Кенар и вьюга — страница 15 из 44

Укротитель говорил привычным невозмутимым тоном, словно осипший проповедник, а сучка, тихо постанывая, ластилась к нему, как избалованный ребенок, понимая, что ее хвалят, и давая понять, что она польщена. Хозяин нагнулся, отцепил поводок и одобрительно похлопал ее по загривку. Потом легонько подтолкнул ее в камеру и запер дверь.

6 января 1933 г., ночь.

Пума настроена миролюбиво, она томно щурится, она явно неспособна напугать или рассердить кого бы то ни было. Она машет хвостом, чуть ли не по-человечески сочувствуя ему и словно заранее прося прощения за то, что ей придется делать. Она приближается, обнюхивает его, обходит камеру, не спеша забирается на нары и сворачивается клубком на соломенной подстилке, следя за ним одним глазом. Он, недоумевая, стоит у двери, пытаясь угадать норов этой черной сучки, с виду такой безразличной, расположившейся на его ложе всерьез и надолго. От усталости он едва держится на ногах, избитое тело ноет, лицо опухло, болит… Время идет, им приносят еду, миску с кашей и миску с мясом. Потянув носом, сучка встает, подходит к своему мясу, но, лизнув разок-другой, недовольно отворачивается и опять укладывается на нарах. С собой она утащила кость и теперь грызет ее. Что ж, он тоже принимается за еду, хлебает свою кашу, искоса поглядывая на собачью миску, благоухающую жареным мясом в жирной подливке. Поев, он усаживается на краю нар и, заведя руки за голову, собирается подремать.

Но только он закрывает глаза, Пума оставляет кость, тяжело спрыгивает на пол, заходит сзади и вдруг бросается ему на спину. Глаза у нее вспыхивают дьявольским пламенем, уши стоят торчком и в жутком оскале обнажаются клыки. Пума долго рычит, потом отрывисто и резко взвизгивает, да так, что воздух звенит.

— Тьфу!.. Чертова тварь!.. Вот ты какая, будь тебе пусто! …Ладно, грызи свою кость, я тебя не трогаю, и ты меня не трогай, ты заняла мою лежанку, я молчу, не беспокою тебя, не гоню, чего тебе еще надо?

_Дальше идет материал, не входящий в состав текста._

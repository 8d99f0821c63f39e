use crate::ast::{ExpressionNode, Value};
use crate::error::{ParseError, StyleError};
use crate::lexer::{RawArg, Tokenizer};
use crate::names::{Color, Effect, LockupType};
use crate::registry::{registry, Registry};
use crate::types::{ArgumentSpec, Category};
use miette::{NamedSource, SourceSpan};
use std::ops::Range;
use std::sync::Arc;

/// How many levels of nested elements a style may contain by default.
pub const DEFAULT_MAX_DEPTH: usize = 64;

/// A recursive, registry-driven parser for a single style expression.
///
/// Each element is tokenized into its name and raw arguments, resolved in the
/// registry, and its arguments are parsed against the declared argument types.
/// Arguments that are themselves elements are tokenized again from their span
/// in the full text, so every error points into the source the caller gave.
#[derive(Debug)]
pub struct Parser<'a> {
    source: Arc<NamedSource<String>>,
    source_text: &'a str,
    registry: &'a Registry,
    max_depth: usize,
}

impl<'a> Parser<'a> {
    #[must_use]
    pub fn new(source_text: &'a str) -> Self {
        Self::new_with_name(source_text, "style".to_string())
    }

    /// `name` is shown in rendered diagnostics.
    #[must_use]
    pub fn new_with_name(source_text: &'a str, name: String) -> Self {
        Self {
            source: Arc::new(NamedSource::new(name, source_text.to_string())),
            source_text,
            registry: registry(),
            max_depth: DEFAULT_MAX_DEPTH,
        }
    }

    #[must_use]
    pub fn with_registry(mut self, registry: &'a Registry) -> Self {
        self.registry = registry;
        self
    }

    #[must_use]
    pub fn with_max_depth(mut self, max_depth: usize) -> Self {
        self.max_depth = max_depth;
        self
    }

    /// Parses the whole source as one style.
    ///
    /// # Errors
    /// Returns a `StyleError` if the text cannot be tokenized, names an unknown
    /// element, has the wrong number of arguments, or an argument does not fit
    /// its declared type.
    pub fn parse_style(&self) -> Result<ExpressionNode, StyleError> {
        self.parse_element(0..self.source_text.len(), 0)
    }

    fn parse_element(
        &self,
        range: Range<usize>,
        depth: usize,
    ) -> Result<ExpressionNode, StyleError> {
        if depth > self.max_depth {
            return Err(ParseError::NestingTooDeep {
                src: self.src(),
                span: range.into(),
                max: self.max_depth,
            }
            .into());
        }

        let tokens = Tokenizer::new_in_range(self.source_text, &self.source, range.clone())
            .tokenize()?;
        let Some(signature) = self.registry.lookup(&tokens.name) else {
            return Err(ParseError::UnknownElement {
                src: self.src(),
                span: tokens.name_span.into(),
                name: tokens.name,
            }
            .into());
        };
        let signature = Arc::clone(signature);
        log::debug!(
            "parsing `{}` with {} argument(s) at depth {}",
            signature.key,
            tokens.args.len(),
            depth
        );

        let declared = signature.args.len();
        if tokens.args.len() > declared && !signature.is_variadic() {
            let extra = &tokens.args[declared..];
            let start = extra.first().map_or(range.start, |arg| arg.span.start);
            let end = extra.last().map_or(range.end, |arg| arg.span.end);
            return Err(ParseError::TooManyArguments {
                src: self.src(),
                span: (start..end).into(),
                element: signature.key.to_string(),
                expected: declared,
                found: tokens.args.len(),
            }
            .into());
        }

        let mut node = ExpressionNode::new(Arc::clone(&signature));
        for index in 0..tokens.args.len().max(declared) {
            let Some(spec) = signature.spec_for(index) else {
                break;
            };
            match tokens.args.get(index) {
                Some(raw) => {
                    let value = self.parse_argument(spec, raw, depth)?;
                    node.bind(index, Some(value));
                }
                // Unset slots serialize as their default; a variadic tail may be empty.
                None if spec.tag.variadic || spec.default.is_some() => {}
                None => {
                    return Err(ParseError::TooFewArguments {
                        src: self.src(),
                        span: (tokens.name_span.start..range.end).into(),
                        element: signature.key.to_string(),
                        argument: spec.name.to_string(),
                    }
                    .into());
                }
            }
        }
        Ok(node)
    }

    fn parse_argument(
        &self,
        spec: &ArgumentSpec,
        raw: &RawArg,
        depth: usize,
    ) -> Result<Value, StyleError> {
        if raw.text.contains('<') || self.names_element(&raw.text) {
            let value = Value::Expression(self.parse_element(raw.span.clone(), depth + 1)?);
            spec.tag.admits(&value).map_err(|found| ParseError::TypeMismatch {
                src: self.src(),
                span: raw.span.clone().into(),
                expected: spec.tag.category,
                found,
            })?;
            return Ok(value);
        }
        Ok(self.parse_literal(spec.tag.category, raw)?)
    }

    /// A bare element key such as `AltF`, `AltF()` or `&style_pov`.
    fn names_element(&self, text: &str) -> bool {
        let text = text.strip_prefix('&').unwrap_or(text);
        let text = text.strip_suffix("()").unwrap_or(text);
        self.registry.contains(text)
    }

    fn parse_literal(&self, category: Category, raw: &RawArg) -> Result<Value, ParseError> {
        let text = raw.text.as_str();
        let src = || self.src();
        let span = || SourceSpan::from(raw.span.clone());
        let owned = || text.to_string();

        match category {
            Category::RawInt | Category::Int => {
                parse_int(text)
                    .map(Value::Int)
                    .ok_or_else(|| ParseError::NotANumber {
                        src: src(),
                        span: span(),
                        text: owned(),
                    })
            }
            Category::Bool => parse_bool(text)
                .map(Value::from)
                .ok_or_else(|| ParseError::InvalidBoolean {
                    src: src(),
                    span: span(),
                    text: owned(),
                }),
            Category::Bits => parse_bits(text)
                .map(Value::Int)
                .ok_or_else(|| ParseError::InvalidBits {
                    src: src(),
                    span: span(),
                    text: owned(),
                }),
            Category::Color => Color::parse(text)
                .map(Value::Color)
                .ok_or_else(|| ParseError::UnknownColor {
                    src: src(),
                    span: span(),
                    text: owned(),
                }),
            Category::Effect => Effect::parse(text)
                .map(Value::Effect)
                .ok_or_else(|| ParseError::UnknownEffect {
                    src: src(),
                    span: span(),
                    text: owned(),
                }),
            Category::LockupState => LockupType::parse(text)
                .map(Value::LockupState)
                .ok_or_else(|| ParseError::UnknownLockupState {
                    src: src(),
                    span: span(),
                    text: owned(),
                }),
            Category::Wrapper | Category::Builtin => Err(ParseError::TypeMismatch {
                src: src(),
                span: span(),
                expected: category,
                found: format!("literal `{text}`"),
            }),
        }
    }

    fn src(&self) -> NamedSource<String> {
        (*self.source).clone()
    }
}

/// An optional `-` followed by decimal digits, within `i32`.
fn parse_int(text: &str) -> Option<i32> {
    let digits = text.strip_prefix('-').unwrap_or(text);
    if digits.is_empty() || !digits.bytes().all(|b| b.is_ascii_digit()) {
        return None;
    }
    text.parse().ok()
}

fn parse_bool(text: &str) -> Option<bool> {
    match text {
        "true" => Some(true),
        "false" => Some(false),
        _ => parse_int(text).map(|n| n != 0),
    }
}

/// `0b` followed by up to 16 bits, least significant first, or a decimal `0..=65535`.
fn parse_bits(text: &str) -> Option<i32> {
    let Some(bits) = text.strip_prefix("0b") else {
        return parse_int(text).filter(|n| (0..=0xFFFF).contains(n));
    };
    if bits.is_empty() || bits.len() > 16 {
        return None;
    }
    bits.bytes()
        .enumerate()
        .try_fold(0, |acc, (bit, digit)| match digit {
            b'0' => Some(acc),
            b'1' => Some(acc | 1 << bit),
            _ => None,
        })
}

/// Parses `text` against the standard registry.
///
/// # Errors
/// See [`Parser::parse_style`].
pub fn parse(text: &str) -> Result<ExpressionNode, StyleError> {
    Parser::new(text).parse_style()
}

И снова наплывает сон. Косо поглядывая на человека, Пума ждет нужного момента и тогда стрелой бросается на него. А он ошалело вскакивает, судорожно выдергивает рукав из острых, как гвозди, собачьих клыков.

В бога он не верит и все-таки крестится. Он пытается ублажить собаку, улыбка получается кривой от бессильной злобы, он с трудом выдавливает из себя ласковые слова. Зверюга слушает его, словно большой глупый ребенок. Глядит ему прямо в глаза, помахивает хвостом, как бы желая сказать, что ничего против него не имеет, пусть говорит с ней, ласкает, почешет спинку, пусть он будет внимателен с ней… Увидев, что она разомлела, он опять делает попытку подремать. Но в ту же секунду эта бестия прыгает ему на грудь.

— Гррр!.. гррр… гррр!

2 февраля 1933 г., 17 ч. 05 м.

Собака лает и лает, кружа вокруг вышки. Нет, это не Пума. А он хочет, чтобы это была Пума, он бы подозвал ее, разозлил. Она-то не дала бы ему заснуть, застыть. Но, быть может, и она теперь не пригодилась бы. Они сидели бы, глядя с ненавистью друг на друга, пока не заледенели бы на морозе.

Заблудившаяся в снежной вьюге собака лаяла где-то неподалеку, лай то приближался, то отдалялся, словно плавал по сугробам, завалившим вышку, которая скрипела и трещала на ветру. А может, все-таки Пума выследила его? Сейчас, вот сейчас он увидит ненавистную сучку с печальными глазами и мягким влажным языком, свисающим из пасти, как красная маринованная капуста. Именно сейчас она была нужна ему со всеми ее дьявольскими штучками. Но это была не Пума.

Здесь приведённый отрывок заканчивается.